[Stored dataset items]
-*-*-
use chrono::Utc;
use timekeep_core::view::{render, ViewContext};
use timekeep_core::{Config, Route, Runtime};

pub fn run(path: &str) -> Result<(), Box<dyn std::error::Error>> {
    let route = Route::resolve(path);
    let config = Config::load_or_default();
    let mut runtime = Runtime::open(&config)?;
    runtime.load(Utc::now());

    let store = runtime.store();
    let preferences = store.preferences();
    let stats = store.stats();
    let history = store.history();
    let ctx = ViewContext {
        engine: runtime.engine(),
        preferences: &preferences,
        stats: &stats,
        history: &history,
    };
    print!("{}", render(route, &ctx));
    Ok(())
}
//! Presentation timer: an ordered list of timed segments.
//!
//! Running out of time on a segment and calling `next_segment` do the same
//! thing: the segment is marked completed and the next one starts. After
//! the last segment the presentation is complete and the clock stops.

use chrono::Utc;
use serde::{Deserialize, Serialize};
use uuid::Uuid;

use super::{drain, TimerKind};
use crate::events::Event;

#[derive(Debug, Clone, PartialEq, Serialize, Deserialize)]
pub struct Segment {
    pub id: String,
    pub title: String,
    pub duration_ms: u64,
    pub completed: bool,
}

/// Segment description used to configure the timer.
#[derive(Debug, Clone, PartialEq, Serialize, Deserialize)]
pub struct SegmentSpec {
    pub title: String,
    pub duration_ms: u64,
}

impl SegmentSpec {
    pub fn new(title: impl Into<String>, duration_ms: u64) -> Self {
        Self {
            title: title.into(),
            duration_ms,
        }
    }
}

#[derive(Debug, Clone, Default, PartialEq, Serialize, Deserialize)]
pub struct Presentation {
    pub is_running: bool,
    pub is_paused: bool,
    pub segments: Vec<Segment>,
    pub current_segment: usize,
    pub remaining_ms: u64,
    pub is_complete: bool,
}

impl Presentation {
    /// Zero-length segments are dropped.
    pub fn new(specs: Vec<SegmentSpec>) -> Self {
        let segments: Vec<Segment> = specs
            .into_iter()
            .filter(|s| s.duration_ms > 0)
            .map(|s| Segment {
                id: Uuid::new_v4().to_string(),
                title: s.title,
                duration_ms: s.duration_ms,
                completed: false,
            })
            .collect();
        let remaining_ms = segments.first().map(|s| s.duration_ms).unwrap_or(0);
        Self {
            is_running: false,
            is_paused: false,
            segments,
            current_segment: 0,
            remaining_ms,
            is_complete: false,
        }
    }

    pub fn current(&self) -> Option<&Segment> {
        self.segments.get(self.current_segment)
    }

    pub fn total_ms(&self) -> u64 {
        self.segments.iter().map(|s| s.duration_ms).sum()
    }

    pub fn start(&mut self) -> bool {
        if self.is_running || self.segments.is_empty() {
            return false;
        }
        if self.is_complete {
            self.reset();
        }
        self.is_running = true;
        self.is_paused = false;
        true
    }

    pub fn stop(&mut self) -> bool {
        if !self.is_running {
            return false;
        }
        self.is_running = false;
        self.is_paused = true;
        true
    }

    pub fn reset(&mut self) {
        for segment in &mut self.segments {
            segment.completed = false;
        }
        self.current_segment = 0;
        self.remaining_ms = self.segments.first().map(|s| s.duration_ms).unwrap_or(0);
        self.is_running = false;
        self.is_paused = false;
        self.is_complete = false;
    }

    pub fn tick(&mut self, delta_ms: u64, events: &mut Vec<Event>) {
        if self.is_running && drain(&mut self.remaining_ms, delta_ms) {
            self.advance(events);
        }
    }

    pub fn next_segment(&mut self, events: &mut Vec<Event>) -> bool {
        if self.is_complete || self.segments.is_empty() {
            return false;
        }
        self.advance(events);
        true
    }

    fn advance(&mut self, events: &mut Vec<Event>) {
        let at = Utc::now();
        let index = self.current_segment;
        let Some(segment) = self.segments.get_mut(index) else {
            return;
        };
        segment.completed = true;
        events.push(Event::SegmentCompleted {
            index,
            title: segment.title.clone(),
            at,
        });

        if index + 1 < self.segments.len() {
            self.current_segment = index + 1;
            self.remaining_ms = self.segments[index + 1].duration_ms;
        } else {
            self.is_complete = true;
            self.is_running = false;
            self.is_paused = false;
            self.remaining_ms = 0;
            events.push(Event::TimerCompleted {
                kind: TimerKind::Presentation,
                at,
            });
            events.push(Event::SessionEnded {
                kind: TimerKind::Presentation,
                duration_ms: self.total_ms(),
                completed: true,
                laps: None,
                name: None,
                at,
            });
        }
    }

    /// Time spent on completed segments plus the current one.
    pub fn elapsed_ms(&self) -> u64 {
        let done: u64 = self
            .segments
            .iter()
            .filter(|s| s.completed)
            .map(|s| s.duration_ms)
            .sum();
        let current = self
            .current()
            .filter(|s| !s.completed)
            .map(|s| s.duration_ms.saturating_sub(self.remaining_ms))
            .unwrap_or(0);
        done + current
    }
}

#[cfg(test)]
mod tests {
    use super::*;

    fn talk() -> Presentation {
        Presentation::new(vec![
            SegmentSpec::new("Intro", 1000),
            SegmentSpec::new("Skipped", 0),
            SegmentSpec::new("Body", 3000),
            SegmentSpec::new("Q&A", 2000),
        ])
    }

    #[test]
    fn zero_segments_are_dropped() {
        assert_eq!(talk().segments.len(), 3);
    }

    #[test]
    fn reaching_zero_advances_and_keeps_running() {
        let mut p = talk();
        let mut events = Vec::new();
        p.start();
        p.tick(1000, &mut events);
        assert!(p.segments[0].completed);
        assert_eq!(p.current_segment, 1);
        assert_eq!(p.remaining_ms, 3000);
        assert!(p.is_running);
    }

    #[test]
    fn manual_advance_matches_auto_advance() {
        let mut p = talk();
        let mut events = Vec::new();
        p.start();
        assert!(p.next_segment(&mut events));
        assert!(p.next_segment(&mut events));
        assert!(p.next_segment(&mut events));
        assert!(p.is_complete);
        assert!(!p.is_running);
        assert!(p.segments.iter().all(|s| s.completed));
        assert!(!p.next_segment(&mut events));
    }

    #[test]
    fn empty_presentation_does_not_start() {
        let mut p = Presentation::default();
        assert!(!p.start());
    }
}
use serde::Serialize;
use timekeep_core::storage::Achievement;
use timekeep_core::{Store, UserStats};

use super::print_json;

#[derive(Serialize)]
struct StatsReport {
    #[serde(flatten)]
    stats: UserStats,
    achievements: Vec<Achievement>,
}

pub fn run() -> Result<(), Box<dyn std::error::Error>> {
    let store = Store::open()?;
    let stats = store.stats();
    let achievements = Achievement::unlocked(&stats);
    print_json(&StatsReport {
        stats,
        achievements,
    })
}
//! # timekeep Core Library
//!
//! Core logic for timekeep, a collection of ten timers (stopwatch,
//! countdown, interval, Pomodoro, egg, bomb, meditation, basketball, hockey
//! and presentation) that keep counting while nothing is watching them.
//! The `timekeep` CLI is a thin layer over this crate.
//!
//! ## Architecture
//!
//! - **Timer Engine**: a state container with one timer per kind, driven by
//!   commands and wall-clock `tick(delta)` calls that return events
//! - **Snapshot / Runtime**: persists the engine with a timestamp and
//!   fast-forwards running timers by the real time that passed
//! - **Storage**: SQLite key-value store for preferences, history and stats;
//!   TOML configuration
//! - **Feedback**: synthesized tones and desktop notifications as side
//!   effects of events
//! - **Worker**: background task that notifies on completion while the
//!   foreground is hidden, plus the offline asset cache
//! - **API**: mock HTTP endpoints for timer states
//!
//! ## Key Components
//!
//! - [`TimerEngine`]: per-kind timer state and operations
//! - [`Runtime`]: owner of the engine and its side effects
//! - [`Store`]: preferences, history and stats
//! - [`Config`]: application configuration

pub mod api;
pub mod audio;
pub mod error;
pub mod events;
pub mod notify;
pub mod routes;
pub mod runtime;
pub mod storage;
pub mod timer;
pub mod view;
pub mod worker;

pub use audio::{AudioEngine, Pattern, Sound};
pub use error::{ConfigError, CoreError, DatabaseError, ValidationError};
pub use events::Event;
pub use notify::{Notification, NotificationBridge, Permission};
pub use routes::Route;
pub use runtime::{Input, Runtime, Visibility};
pub use storage::{Config, Database, HistoryEntry, Preferences, Store, UserStats};
pub use timer::{Command, Snapshot, Timer, TimerConfig, TimerEngine, TimerKind};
-*-*-
Action item ▸ Which lines above hold the string "Serialize"? Copy each of them.

Solution ▸
use serde::{Deserialize, Serialize};
#[derive(Debug, Clone, PartialEq, Serialize, Deserialize)]
#[derive(Debug, Clone, PartialEq, Serialize, Deserialize)]
#[derive(Debug, Clone, Default, PartialEq, Serialize, Deserialize)]
use serde::Serialize;
#[derive(Serialize)]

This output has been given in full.